Install Google Chrome In Centos

admin13 April 2024Last Update :

Understanding the Installation Process of Google Chrome on CentOS

CentOS, a popular Linux distribution for servers and workstations, is known for its stability and long-term support. However, it does not come with Google Chrome pre-installed. Installing Google Chrome on CentOS requires understanding the system’s package management and some command-line proficiency. This article will guide you through the process step by step.

Prerequisites for Installing Google Chrome

  • A running instance of CentOS (preferably the latest version)
  • Root or sudo privileges
  • Access to a terminal or command line interface
  • An active internet connection

Setting Up Required Repositories

Before installing Google Chrome, ensure that your system is up-to-date and has the necessary repositories enabled. The following commands can be used to update your system:

yum update
yum upgrade

Once the system is updated, you may need to add the EPEL (Extra Packages for Enterprise Linux) repository, which provides additional packages for CentOS:

yum install epel-release

Step-by-Step Guide to Install Google Chrome

Downloading Google Chrome RPM Package

Google Chrome is not available in the default CentOS repositories. You’ll need to download the RPM package from Google’s official website using the wget command:

wget https://dl.google.com/linux/direct/google-chrome-stable_current_x86_64.rpm

Installing Google Chrome Using YUM

With the RPM package downloaded, you can use the yum package manager to install Google Chrome. Yum will automatically handle any dependencies required by Chrome:

yum localinstall google-chrome-stable_current_x86_64.rpm

Verifying the Installation

After the installation is complete, verify that Google Chrome is installed correctly by checking its version:

google-chrome --version

Launching Google Chrome

You can launch Google Chrome from the command line or via the GUI. To start Chrome from the terminal, simply type:

google-chrome &

The ampersand (&) at the end runs the process in the background, allowing you to continue using the terminal.

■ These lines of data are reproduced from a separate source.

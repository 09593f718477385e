//! # 12-Hour Clock Normalization
//!
//! Scraped times arrive as `H:MM am|pm` strings. They are converted to
//! timestamps on a single reference day so that tides and sun times can be
//! compared directly. Nothing here handles times that cross midnight: every
//! value is assumed to belong to the reference day.
//!
//! ## Midnight and Noon
//! `12:xx am` maps to hour 0 and `12:xx pm` stays hour 12. Adding 12 to every
//! pm hour would turn noon into an impossible hour 24.

use crate::sun_data::SunWindow;
use crate::tide_data::LowTides;
use chrono::format::ParseErrorKind;
use chrono::{NaiveDate, NaiveDateTime, NaiveTime};
use thiserror::Error;

/// A time string that could not be read as `H:MM am|pm`.
#[derive(Error, Debug, Clone, PartialEq, Eq)]
pub enum ClockError {
    #[error("`{0}` is not an H:MM am/pm time")]
    Malformed(String),

    #[error("`{0}` is out of range for a 12-hour clock")]
    OutOfRange(String),
}

/// Parse `H:MM am|pm` into a time of day.
///
/// The meridiem is case-insensitive. Anything after it (a date in
/// parentheses, say) is ignored.
pub fn parse_clock_time(raw: &str) -> Result<NaiveTime, ClockError> {
    let mut parts = raw.split_whitespace();
    let (Some(hm), Some(meridiem)) = (parts.next(), parts.next()) else {
        return Err(ClockError::Malformed(raw.to_string()));
    };

    NaiveTime::parse_from_str(&format!("{hm} {meridiem}"), "%I:%M %p").map_err(|e| {
        match e.kind() {
            ParseErrorKind::OutOfRange => ClockError::OutOfRange(raw.to_string()),
            _ => ClockError::Malformed(raw.to_string()),
        }
    })
}

/// Parse `raw` and pin it to `day`.
pub fn on_day(day: NaiveDate, raw: &str) -> Result<NaiveDateTime, ClockError> {
    Ok(day.and_time(parse_clock_time(raw)?))
}

/// A low tide placed on the reference day.
#[derive(Debug, Clone, PartialEq, Eq)]
pub struct TimedTide {
    pub at: NaiveDateTime,
    pub height: String,
}

/// Sunrise to sunset on the reference day.
#[derive(Debug, Clone, Copy, PartialEq, Eq)]
pub struct DaylightWindow {
    pub sunrise: NaiveDateTime,
    pub sunset: NaiveDateTime,
}

impl DaylightWindow {
    /// Strictly after sunrise and strictly before sunset.
    pub fn contains(&self, at: NaiveDateTime) -> bool {
        self.sunset > at && at > self.sunrise
    }
}

/// Normalize one location's scraped strings onto `day`.
///
/// Empty low tide slots are simply absent from the result.
pub fn normalize(
    day: NaiveDate,
    low_tides: &LowTides,
    sun: &SunWindow,
) -> Result<(Vec<TimedTide>, DaylightWindow), ClockError> {
    let tides = low_tides
        .iter()
        .map(|reading| {
            Ok(TimedTide {
                at: on_day(day, &reading.time)?,
                height: reading.height.clone(),
            })
        })
        .collect::<Result<Vec<_>, ClockError>>()?;

    let window = DaylightWindow {
        sunrise: on_day(day, &sun.sunrise)?,
        sunset: on_day(day, &sun.sunset)?,
    };

    Ok((tides, window))
}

Troubleshooting Common Issues During Installation

Dependency Problems

If you encounter dependency issues while installing Google Chrome, you may need to enable additional repositories or manually install missing packages. Use the following command to search for and install any missing dependencies:

yum deplist google-chrome-stable_current_x86_64.rpm
yum install missing_package_name

Handling Conflicts with Existing Software

Sometimes, conflicts with existing software packages can prevent the installation of Google Chrome. In such cases, you might have to remove or update conflicting packages before proceeding with the Chrome installation.

Customizing Google Chrome Post-Installation

Setting Default Browser

To set Google Chrome as the default browser on CentOS, navigate to Chrome’s settings and look for the “Default browser” section. Alternatively, use the following command:

xdg-settings set default-web-browser google-chrome.desktop

Creating Desktop Shortcuts and Menu Entries

After installing Google Chrome, desktop shortcuts and menu entries should be created automatically. If not, you can create them manually using the Alacarte menu editor or by creating a .desktop file in the ~/.local/share/applications directory.

Maintaining Google Chrome on CentOS

Updating Google Chrome

Google Chrome updates are handled through the same yum package manager used for installation. Regularly check for updates with:

yum update google-chrome-stable

Uninstalling Google Chrome

If you need to uninstall Google Chrome for any reason, use the following command:

yum remove google-chrome-stable

FAQ Section

Can I install Google Chrome on an older version of CentOS?

Yes, but compatibility issues may arise. It’s recommended to use the latest version of CentOS for the best experience.

Is there a way to install Google Chrome without using the command line?

While the command line is the most straightforward method, you can also download the RPM package from Google’s website using a web browser and then double-click the downloaded file to initiate the installation process through the GUI.

How do I set Google Chrome as the default browser through the command line?

Use the xdg-settings command as shown earlier in this article to set Google Chrome as the default browser via the command line.

What if I encounter a ‘Public Key Not Found’ error during installation?

This error means that the public key for verifying the Google Chrome package is missing. You can import the key using rpm –import followed by the URL of the key provided by Google.